Le 21 décembre dernier, la Cour d’appel du Québec a confirmé le jugement de première instance dans le dossier Société québécoise des infrastructures c. Action Projex inc.1 au sujet des travaux d’agrandissement et de réaménagement du palais de justice de Rimouski. Dans cette affaire, le deuxième plus bas soumissionnaire poursuivait le donneur d’ouvrage pour perte de profit en argumentant qu’il aurait dû se voir octroyer le contrat.

Au cœur du litige se trouvent les licences spécialisées détenues, ou plutôt non détenues, par le plus bas soumissionnaire. Les travaux visés par le litige sont de trois ordres : (1) l’installation d’ancrages au roc, (2) le forage dans le fond d’excavation d’un puits d’ascenseur et (3) l’installation d’une gaine d’acier dans ce même puits d’ascenseur. La prétention du donneur d’ouvrage est que la licence nécessaire pour ces travaux correspond à la sous-catégorie 2.5 « excavation et terrassement », licence détenue par l’entreprise s’étant vu octroyer le contrat. Le deuxième plus bas soumissionnaire prétend le contraire.
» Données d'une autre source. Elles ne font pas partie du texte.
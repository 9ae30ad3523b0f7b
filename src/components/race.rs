// src/components/race.rs

use serde::{Deserialize, Serialize};

use crate::ecs::component::Component;
use crate::error::GameError;
use crate::protocol::{Identity, ModuleId, RaceId, RaceView, TrackId};

/// Lifecycle of a race. Only ever moves forward, in declaration order.
#[derive(Debug, Clone, Copy, PartialEq, Eq, PartialOrd, Ord, Hash, Default, Serialize, Deserialize)]
#[serde(rename_all = "SCREAMING_SNAKE_CASE")]
pub enum RaceStatus {
    #[default]
    Undefined,
    WaitingForPlayers,
    Started,
    Finished,
}

/// Everything known about one race: who made it, who is in which slot, and
/// how far along the lifecycle it is.
///
/// The slot array is sized once at creation and never resized.
#[derive(Debug, Clone, PartialEq, Eq, Serialize, Deserialize)]
pub struct RaceState {
    pub id: RaceId,
    pub creator: Identity,
    status: RaceStatus,
    players: Box<[Option<Identity>]>,
    nb_players_joined: u32,
    pub track: Option<TrackId>,
    finish_order: Vec<Identity>,
}

impl RaceState {
    /// A race waiting for `nb_players` players, every slot empty.
    pub fn new(id: RaceId, creator: Identity, nb_players: u32, track: Option<TrackId>) -> Self {
        Self {
            id,
            creator,
            status: RaceStatus::WaitingForPlayers,
            players: vec![None; nb_players as usize].into_boxed_slice(),
            nb_players_joined: 0,
            track,
            finish_order: Vec::new(),
        }
    }

    pub fn status(&self) -> RaceStatus {
        self.status
    }

    pub fn nb_players(&self) -> u32 {
        self.players.len() as u32
    }

    pub fn nb_players_joined(&self) -> u32 {
        self.nb_players_joined
    }

    pub fn players(&self) -> &[Option<Identity>] {
        &self.players
    }

    pub fn joined_players(&self) -> impl Iterator<Item = Identity> + '_ {
        self.players.iter().flatten().copied()
    }

    pub fn slot_of(&self, player: Identity) -> Option<usize> {
        self.players.iter().position(|slot| *slot == Some(player))
    }

    pub fn has_joined(&self, player: Identity) -> bool {
        self.slot_of(player).is_some()
    }

    pub fn is_full(&self) -> bool {
        self.nb_players_joined == self.nb_players()
    }

    pub fn finish_order(&self) -> &[Identity] {
        &self.finish_order
    }

    pub fn has_finished(&self, player: Identity) -> bool {
        self.finish_order.contains(&player)
    }

    /// Puts `player` into the first empty slot and returns its index.
    /// Slots only change while the race is waiting for players.
    pub(crate) fn take_slot(&mut self, player: Identity) -> Result<usize, GameError> {
        if self.status != RaceStatus::WaitingForPlayers {
            return Err(GameError::RaceAlreadyStarted(self.id));
        }
        if self.has_joined(player) {
            return Err(GameError::PlayerAlreadyJoined { race: self.id, player });
        }
        let slot = self
            .players
            .iter()
            .position(Option::is_none)
            .ok_or(GameError::RaceAlreadyStarted(self.id))?;
        self.players[slot] = Some(player);
        self.nb_players_joined += 1;
        Ok(slot)
    }

    /// Appends `player` to the finishing order and returns its 1-based rank.
    pub(crate) fn record_finish(&mut self, player: Identity) -> u32 {
        if !self.has_finished(player) {
            self.finish_order.push(player);
        }
        self.finish_order.len() as u32
    }

    /// Moves the lifecycle forward to `to`. Staying put or going back is refused.
    pub(crate) fn advance(&mut self, to: RaceStatus) -> Result<(), GameError> {
        if to <= self.status {
            return Err(GameError::InvalidStatusTransition { from: self.status, to });
        }
        self.status = to;
        Ok(())
    }

    pub fn view(&self) -> RaceView {
        RaceView {
            id: self.id,
            creator: self.creator,
            status: self.status,
            nb_players: self.nb_players(),
            nb_players_joined: self.nb_players_joined,
            players: self.players.to_vec(),
            track: self.track,
            finish_order: self.finish_order.clone(),
        }
    }
}

impl Component for RaceState {
    const ID: ModuleId = ModuleId::from_static("race.components.Race");
}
La Loi sur le bâtiment2 prévoit que « nul ne peut exercer les fonctions d’entrepreneur de construction, en prendre le titre, ni donner à croire qu’il est entrepreneur de construction, s’il n’est titulaire d’une licence en vigueur à cette fin »3. Effectuer des travaux soumis à cette obligation sans licence constitue une infraction pénale. Les entreprises doivent satisfaire une série de critères de compétence et de probité pour se voir octroyer une telle licence par la Régie du bâtiment. Les licences elles-mêmes comportent une série de sous-catégories correspondant à certains types de travaux afin de refléter le degré de spécialisation nécessaire pour effectuer ceux-ci correctement. Dans le cas de la sous-catégorie 2.5, celle-ci est ainsi définie :

« Sauf pour les travaux compris dans les sous-catégories 2.2 et 2.4 de l’annexe II, cette sous-catégorie autorise les travaux de construction qui concernent le creusage, le déplacement, le compactage, le nivelage de terre ou de matériaux granulaires y compris les travaux relatifs aux petits ouvrages d’art et les travaux de construction similaires ou connexes. »4

[nous soulignons]

Le tribunal siégeant en première instance conclut que la Société québécoise des infrastructures a commis une faute en octroyant le contrat à une entreprise ne détenant pas la licence appropriée. Il déclare que l’entreprise demanderesse était en réalité la plus basse soumissionnaire conforme et aurait dû se voir octroyer le contrat.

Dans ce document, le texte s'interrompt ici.